Most of us are very diplomatic in the way that we raise and talk about difficult issues that may arise with our friends. We agonise about how we should talk about problems that come up between us, because we value our friendships and don’t want to damage or lose them.
Why then do many intimate partners not devote the same sort of care and concern when addressing the problems and difficulties that come up between them?
Perhaps the reason is that they have made a serious commitment to each other and therefore feel the relationship is not as fragile, and can therefore bear a certain amount of open conflict.
Or maybe it’s just a case of “familiarity breeding contempt”, and that irritation and frustration builds up over time.
Whatever the explanation, the fact is that our relationship with our partner is our primary relationship, the person we hope to spend the rest of our lives wit. Therefore if anything, it deserves even more care and wisdom then even our friendships.

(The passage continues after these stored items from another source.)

//! Middleware Module
//!
//! HTTP middleware for the backend server.
//!
//! - **`auth`** - Session gate for protected routes
//!
//! # Example
//!
//! ```rust,no_run
//! use axum::middleware::from_fn_with_state;
//! use mesto::backend::middleware::require_session;
//! # use axum::Router;
//! # use mesto::backend::server::state::AppState;
//! # fn example(protected: Router<AppState>, state: AppState) -> Router<AppState> {
//! protected.route_layer(from_fn_with_state(state, require_session))
//! # }
//! ```

pub mod auth;

pub use auth::{authenticate, require_session, AuthenticatedAccount, CurrentAccount};
//! Common utilities for building and using oru's tools.

#![cfg_attr(not(test), warn(unused_crate_dependencies))]

#[macro_use]
extern crate tracing;

pub mod errors;
pub mod fs;
pub mod store;

pub use store::{ContractStore, StoreError};
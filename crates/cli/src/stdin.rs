//! Utility functions for reading from [`stdin`](std::io::stdin).

use eyre::{Result, WrapErr};
use oru_common::fs;
use std::{
    io::{self, Read},
    path::Path,
};

/// Reads all of stdin into a String.
pub fn read() -> Result<String> {
    let mut buf = String::new();
    io::stdin().lock().read_to_string(&mut buf).wrap_err("failed to read from stdin")?;
    Ok(buf)
}

/// Reads the file at `path`, or stdin if `path` is absent or `-`.
pub fn read_path_or_stdin(path: Option<&Path>) -> Result<String> {
    match path {
        Some(path) if path != Path::new("-") => Ok(fs::read_to_string(path)?),
        _ => read(),
    }
}
//! A keyed, file backed store of scanned contracts.
//!
//! Every record lives in its own `oru-contract-{id}.json` file inside the store directory.

use crate::{errors::FsPathError, fs};
use oru_core::{ContractRecord, NewContract};
use std::path::{Path, PathBuf};

/// File name prefix of every stored record.
pub const RECORD_PREFIX: &str = "oru-contract-";

const RECORD_EXTENSION: &str = ".json";

/// Errors returned by [`ContractStore`].
#[derive(Debug, thiserror::Error)]
pub enum StoreError {
    #[error(transparent)]
    Fs(#[from] FsPathError),
    #[error("invalid contract id {0:?}")]
    InvalidId(String),
}

type Result<T, E = StoreError> = std::result::Result<T, E>;

/// Saves, loads and lists [`ContractRecord`]s in a directory.
#[derive(Clone, Debug)]
pub struct ContractStore {
    dir: PathBuf,
}

impl ContractStore {
    /// Creates a store rooted at `dir`. The directory is created on the first save.
    pub fn new(dir: impl Into<PathBuf>) -> Self {
        Self { dir: dir.into() }
    }

    pub fn dir(&self) -> &Path {
        &self.dir
    }

    /// Returns the file a record with `id` is stored in.
    pub fn record_path(&self, id: &str) -> PathBuf {
        self.dir.join(format!("{RECORD_PREFIX}{id}{RECORD_EXTENSION}"))
    }

    /// Assigns an id to `contract` and writes it to disk.
    ///
    /// Ids are the current Unix time in milliseconds, bumped until no record uses them.
    pub fn save(&self, contract: NewContract) -> Result<ContractRecord> {
        fs::create_dir_all(&self.dir)?;

        let mut id = chrono::Utc::now().timestamp_millis();
        while self.record_path(&id.to_string()).exists() {
            id += 1;
        }

        let record = contract.into_record(id.to_string());
        let path = self.record_path(&record.id);
        fs::write_json_file(&path, &record)?;
        debug!(id = %record.id, ?path, items = record.abi.len(), "saved contract");
        Ok(record)
    }

    /// Loads the record with `id`, or `None` if there is none.
    pub fn load(&self, id: &str) -> Result<Option<ContractRecord>> {
        let path = self.record_path(validate_id(id)?);
        if !path.is_file() {
            trace!(?path, "no such record");
            return Ok(None);
        }
        Ok(Some(fs::read_json_file(&path)?))
    }

    /// Returns all stored records, newest first.
    ///
    /// Files that fail to parse are skipped with a warning.
    pub fn list(&self) -> Result<Vec<ContractRecord>> {
        if !self.dir.is_dir() {
            return Ok(Vec::new());
        }

        let mut records = Vec::new();
        for entry in fs::read_dir(&self.dir)? {
            let entry = entry.map_err(|err| FsPathError::read_dir(err, &self.dir))?;
            let path = entry.path();
            let is_record = path.file_name().and_then(|name| name.to_str()).is_some_and(|name| {
                name.starts_with(RECORD_PREFIX) && name.ends_with(RECORD_EXTENSION)
            });
            if !is_record {
                continue;
            }
            match fs::read_json_file::<ContractRecord>(&path) {
                Ok(record) => records.push(record),
                Err(err) => warn!(%err, "skipping unreadable contract record"),
            }
        }

        records.sort_by(|a, b| sort_key(&b.id).cmp(&sort_key(&a.id)));
        Ok(records)
    }

    /// Deletes the record with `id`. Returns `false` if there was nothing to delete.
    pub fn remove(&self, id: &str) -> Result<bool> {
        let path = self.record_path(validate_id(id)?);
        if !path.is_file() {
            return Ok(false);
        }
        fs::remove_file(&path)?;
        debug!(%id, "removed contract");
        Ok(true)
    }
}

/// Rejects ids that would escape the store directory.
fn validate_id(id: &str) -> Result<&str> {
    if id.is_empty() || id.contains(['/', '\\']) || id.contains("..") {
        return Err(StoreError::InvalidId(id.to_string()));
    }
    Ok(id)
}

/// Numeric ids compare by value and above anything that is not a number.
fn sort_key(id: &str) -> (Option<u64>, &str) {
    (id.parse().ok(), id)
}
//! Utilities for oru's integration tests.

#![warn(unused_crate_dependencies, unreachable_pub)]

#[macro_use]
extern crate tracing;

// Macros useful for testing.
mod macros;

// Utilities for making it easier to handle tests.
pub mod util;
pub use util::{TestCommand, TestProject};

// re-exports for convenience
pub use snapbox::{self, str};

/// Initializes tracing for tests.
pub fn init_tracing() {
    let _ = tracing_subscriber::FmtSubscriber::builder()
        .with_env_filter(tracing_subscriber::EnvFilter::from_default_env())
        .with_test_writer()
        .try_init();
}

It is my understanding that serious arguments and escalations between couples develop in the following way – one partner starts to feel concerned/worried/anxious/irritated etc about either the behaviour of the other, or something in their own life, and decides to speak to their partner about it.
Don’t Spring it on your Partner Unawares
This sounds sensible, but unfortunately such a course of action is rarely successful. Why? There are two main reasons:
Firstly, the person on the receiving end of the “concern” is not in the same emotional frame of mind as their partner who is wanting to raise the concern. They are “chilling out” or in the midst of some activity and project, and therefore not really ready or able to handle the urgency of their partner’s issue. As a result, they are very unlikely to react in the way that their partner is hoping. The person on the receiving end will either be dismissive or defensive or react in some other way, that the partner who is raising the issue finds unacceptable or offensive – and an escalating argument is likely to begin.

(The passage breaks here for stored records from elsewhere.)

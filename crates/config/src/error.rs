//! Config extraction errors.

use figment::providers::{Format, Toml};
use std::{collections::HashSet, error::Error, fmt};

/// The header printed above config extraction errors.
pub const FAILED_TO_EXTRACT_CONFIG: &str = "failed to extract oru config:";

/// A failed attempt to extract [`Config`](crate::Config) from a figment.
#[derive(Clone, Debug, PartialEq)]
pub struct ExtractConfigError {
    pub(crate) error: figment::Error,
}

impl ExtractConfigError {
    pub fn new(error: figment::Error) -> Self {
        Self { error }
    }

    /// Returns the individual errors, labelled by the layer they came from and without
    /// duplicates.
    pub fn errors(&self) -> Vec<OruConfigError> {
        let mut seen = HashSet::with_capacity(self.error.count());
        self.error
            .clone()
            .into_iter()
            .map(|err| {
                let from_toml = err
                    .metadata
                    .as_ref()
                    .is_some_and(|meta| meta.name.contains(Toml::NAME));
                if from_toml { OruConfigError::Toml(err) } else { OruConfigError::Other(err) }
            })
            .filter(|err| seen.insert(err.to_string()))
            .collect()
    }
}

impl fmt::Display for ExtractConfigError {
    fn fmt(&self, f: &mut fmt::Formatter<'_>) -> fmt::Result {
        writeln!(f, "{FAILED_TO_EXTRACT_CONFIG}")?;
        for err in self.errors() {
            writeln!(f, "{err}")?;
        }
        Ok(())
    }
}

impl Error for ExtractConfigError {
    fn source(&self) -> Option<&(dyn Error + 'static)> {
        Error::source(&self.error)
    }
}

/// A single config error.
#[derive(Clone, Debug, PartialEq)]
pub enum OruConfigError {
    /// Raised while reading `oru.toml`.
    Toml(figment::Error),
    /// Raised by any other layer, usually the environment.
    Other(figment::Error),
}

impl fmt::Display for OruConfigError {
    fn fmt(&self, f: &mut fmt::Formatter<'_>) -> fmt::Result {
        let (label, err) = match self {
            Self::Toml(err) => ("oru.toml error", err),
            Self::Other(err) => ("oru config error", err),
        };
        write!(f, "{label}: {err}")?;
        if !err.path.is_empty() {
            write!(f, " for setting `{}`", err.path.join("."))?;
        }
        Ok(())
    }
}

impl Error for OruConfigError {
    fn source(&self) -> Option<&(dyn Error + 'static)> {
        match self {
            Self::Toml(err) | Self::Other(err) => Error::source(err),
        }
    }
}
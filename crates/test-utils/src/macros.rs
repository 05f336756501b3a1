/// A macro to generate a new integration test case.
///
/// The first argument is the name of the test, the second a closure receiving a fresh
/// [`TestProject`](crate::TestProject) and a [`TestCommand`](crate::TestCommand) that runs the
/// `oru` binary inside the project's root.
///
/// Must be invoked from an integration test of the crate that builds the `oru` binary.
///
/// # Example
///
/// ```no_run
/// use oru_test_utils::*;
/// orutest!(prints_networks, |_prj, cmd| {
///     cmd.arg("networks").assert_success();
/// });
/// ```
#[macro_export]
macro_rules! orutest {
    ($(#[$attr:meta])* $test:ident, |$prj:ident, $cmd:ident| $e:expr) => {
        #[test]
        $(#[$attr])*
        fn $test() {
            let (mut $prj, mut $cmd) =
                $crate::util::setup_oru(stringify!($test), env!("CARGO_BIN_EXE_oru"));
            $e
        }
    };
}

The second reason is that the person who is wanting to raise and talk about the problem is not usually in a helpful frame of mind either. They are often feeling quite emotional and impatient, and therefore not devoting much thought as to how to diplomatically raise the issue with their partner. Instead their concern is often delivered with an accusatory edge, which almost guarantees that their partner will react defensively and the inevitable escalation ensues.
So what is the alternative?
A “Designated” Meeting
One very constructive and powerful strategy is for the couple to hold a “designated” meeting on a weekly basis to discuss their issues and concerns with each other. In this meeting each person is emotionally and intellectually prepared to speak constructively, and listen deeply to each other’s concerns.
If you are “sick” of having the same painful arguments over and over without resolving anything, then Matthew Ryan may be able to help and guide you as to how to conduct such a meeting, as well as employ other powerful strategies to heal and transform your relationship.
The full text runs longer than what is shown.